Tonight we’re seeing the typical schizophrenic weather that Florida exhibits during the change of seasons: Sunday, it was 92 degrees. Monday, the forecast high is 71 degrees, with a dip into the upper 30s by Tuesday evening. There is something reassuring about knowing at some point we’ll see a change of 20 degrees or so from one day to the next at least once during a season.

Saturday afternoon, I decided that since we’re not going to find a piece of property immediately, and since we’re not going to have a greenhouse at our disposal immediately – not a decent sized greenhouse, in any event – it’s time for us to try doing some container gardening (with grow lights and possibly some warmer lights eventually) and to put in some cool/cold weather vegetables. With that in mind, mom and I took ourselves over to Lowe’s and Home Depot to pick up some supplies.

The players: several different types of tomatoes (roma, supersweet 100, red cherry, big boy hybrid), zucchini, a sweet bell pepper (california wonder), jalapeno and cayenne peppers, collards, broccoli, snow peas, two kinds of lettuce (black seed Simpson, Romaine), leeks, bunching onions, and various herbs (sweet basil, oregano, curly parsley, thyme, dill). We also picked up a kumquat tree that is small but laden with fruit, a navel orange tree, and a variegated pink lemon tree (as a whim). I also plan to try some garlic, shallots, and carrots.

That all seems like quite a lot, but at the same time seems like only a little, given that there are only one or two of each. Saturday, I started all the tomatoes and peppers, zucchini, onion, and leek from seed in peat pellets, which are currently sitting warm and toasty in a small greenhouse container on the table outside in the sunroom. Sunday, I transplanted the basil, oregano, and parsley plants into pots from their peat containers, started the lettuce and dill from seed, and watered down everyone to ensure they wouldn’t go thirsty.

By next weekend, if all goes well, we should start seeing a few shoots from our peat pellets as the seeds germinate, and the lettuces ought to be pushing their way skyward as well. I’m hoping to have settled on a compost tumbler by then too, so we can begin recycling the organic matter in addition to the other recycling we do each week already.

Monday is reserved for transplanting the collards into the ground in front of the row where the peas will be sowed – after that row is dug, of course. Our winter is forecast to be pretty mild, and I think with the grow/heat lamps on the containers and the hardier vegetables in the soil, we should see a fairly good harvest in a couple of months. Knowing the zucchini, it will probably try to crawl out of its long container to take over the world, but we’re only starting three seeds to germinate, and will pare down to two plants – so we should have a good fighting chance of not being strangled by any output the plants decide to give. If we do see a heavy load, no doubt we’ll be leaving baskets on the neighbors’ doorsteps, ringing the bell, then running away. That would be a nice problem to have.

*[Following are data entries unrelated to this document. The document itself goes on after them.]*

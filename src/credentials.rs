//! Peer credentials carried by local socket transports.

use std::io;
use std::os::fd::BorrowedFd;

/// Credentials of the process on the other end of a connection.
///
/// Each field carries an explicit "unset" state: a transport that cannot
/// determine a particular credential (TCP, or a platform without the
/// corresponding socket option) simply leaves it out. Once recorded by the
/// transport at connection start the value never changes.
#[derive(Clone, Copy, Debug, Default, PartialEq, Eq)]
pub struct Credentials {
    pid: Option<u32>,
    uid: Option<u32>,
    gid: Option<u32>,
}

impl Credentials {
    /// Credentials with every field unset.
    pub fn empty() -> Self {
        Self::default()
    }

    /// The credentials of the calling process.
    pub fn from_current_process() -> Self {
        let pid = std::process::id();
        let uid = unsafe { libc::geteuid() } as u32;
        let gid = unsafe { libc::getegid() } as u32;

        Self::default()
            .set_process_id(pid)
            .set_unix_user_id(uid)
            .set_unix_group_id(gid)
    }

    /// Read the peer credentials of a connected local socket.
    pub fn from_socket(fd: BorrowedFd<'_>) -> io::Result<Self> {
        #[cfg(any(target_os = "android", target_os = "linux"))]
        {
            let creds = rustix::net::sockopt::socket_peercred(fd)?;
            Ok(Self::default()
                .set_process_id(creds.pid.as_raw_nonzero().get() as u32)
                .set_unix_user_id(creds.uid.as_raw() as u32)
                .set_unix_group_id(creds.gid.as_raw() as u32))
        }

        #[cfg(any(
            target_os = "macos",
            target_os = "ios",
            target_os = "freebsd",
            target_os = "dragonfly",
            target_os = "openbsd",
            target_os = "netbsd"
        ))]
        {
            use std::os::fd::AsRawFd;

            let (uid, gid) = nix::unistd::getpeereid(fd.as_raw_fd())
                .map_err(|e| io::Error::from_raw_os_error(e as i32))?;
            Ok(Self::default()
                .set_unix_user_id(uid.as_raw())
                .set_unix_group_id(gid.as_raw()))
        }
    }

    /// The numeric Unix user ID, if known.
    pub fn unix_user_id(&self) -> Option<u32> {
        self.uid
    }

    /// The numeric Unix group ID, if known.
    pub fn unix_group_id(&self) -> Option<u32> {
        self.gid
    }

    /// The numeric process ID, if known.
    pub fn process_id(&self) -> Option<u32> {
        self.pid
    }

    /// Set the numeric Unix user ID.
    pub fn set_unix_user_id(mut self, uid: u32) -> Self {
        self.uid = Some(uid);
        self
    }

    /// Set the numeric Unix group ID.
    pub fn set_unix_group_id(mut self, gid: u32) -> Self {
        self.gid = Some(gid);
        self
    }

    /// Set the numeric process ID.
    pub fn set_process_id(mut self, pid: u32) -> Self {
        self.pid = Some(pid);
        self
    }

    /// Whether both sides carry the same, known user ID.
    ///
    /// Unset user IDs never match anything, including another unset one.
    pub fn same_user_as(&self, other: &Self) -> bool {
        match (self.uid, other.uid) {
            (Some(a), Some(b)) => a == b,
            _ => false,
        }
    }

    /// Whether every credential set in `other` is present and equal in `self`.
    pub fn is_superset_of(&self, other: &Self) -> bool {
        fn covers(mine: Option<u32>, theirs: Option<u32>) -> bool {
            match theirs {
                None => true,
                Some(t) => mine == Some(t),
            }
        }

        covers(self.pid, other.pid) && covers(self.uid, other.uid) && covers(self.gid, other.gid)
    }
}

#[cfg(test)]
mod tests {
    use super::*;

    #[test]
    fn unset_fields_never_match() {
        let empty = Credentials::empty();
        assert!(!empty.same_user_as(&empty));
        assert!(!empty.same_user_as(&Credentials::empty().set_unix_user_id(0)));
    }

    #[test]
    fn superset_checks() {
        let full = Credentials::empty()
            .set_process_id(42)
            .set_unix_user_id(1000)
            .set_unix_group_id(1000);
        let uid_only = Credentials::empty().set_unix_user_id(1000);

        assert!(full.is_superset_of(&uid_only));
        assert!(full.is_superset_of(&Credentials::empty()));
        assert!(!uid_only.is_superset_of(&full));
        assert!(!full.is_superset_of(&Credentials::empty().set_unix_user_id(0)));
    }

    #[test]
    fn current_process_has_all_fields() {
        let creds = Credentials::from_current_process();
        assert!(creds.process_id().is_some());
        assert!(creds.unix_user_id().is_some());
        assert!(creds.unix_group_id().is_some());
        assert!(creds.same_user_as(&creds));
    }
}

It’s good exercise, all of this, although I’m sore as hell just from the work thus far. It’s a good soreness, though, even though it’s painful: it’s the sort of pain that lets you know you’re still alive, still able to face the world, still able to do something different than your usual routine, still able to look with pride on even the small steps you’ve made. Breaking up the things that need to be done into smaller groups allows me to get something accomplished and then go back to my regular work. There’s something to be said for that.

In the meantime, I continue to look for property, and I’m poring over seed catalogues, deciding what to do for spring while seeing what the results of the winter experiments are. And when those first signs of life poke their way through the peat and soil, I’ll have my camera ready.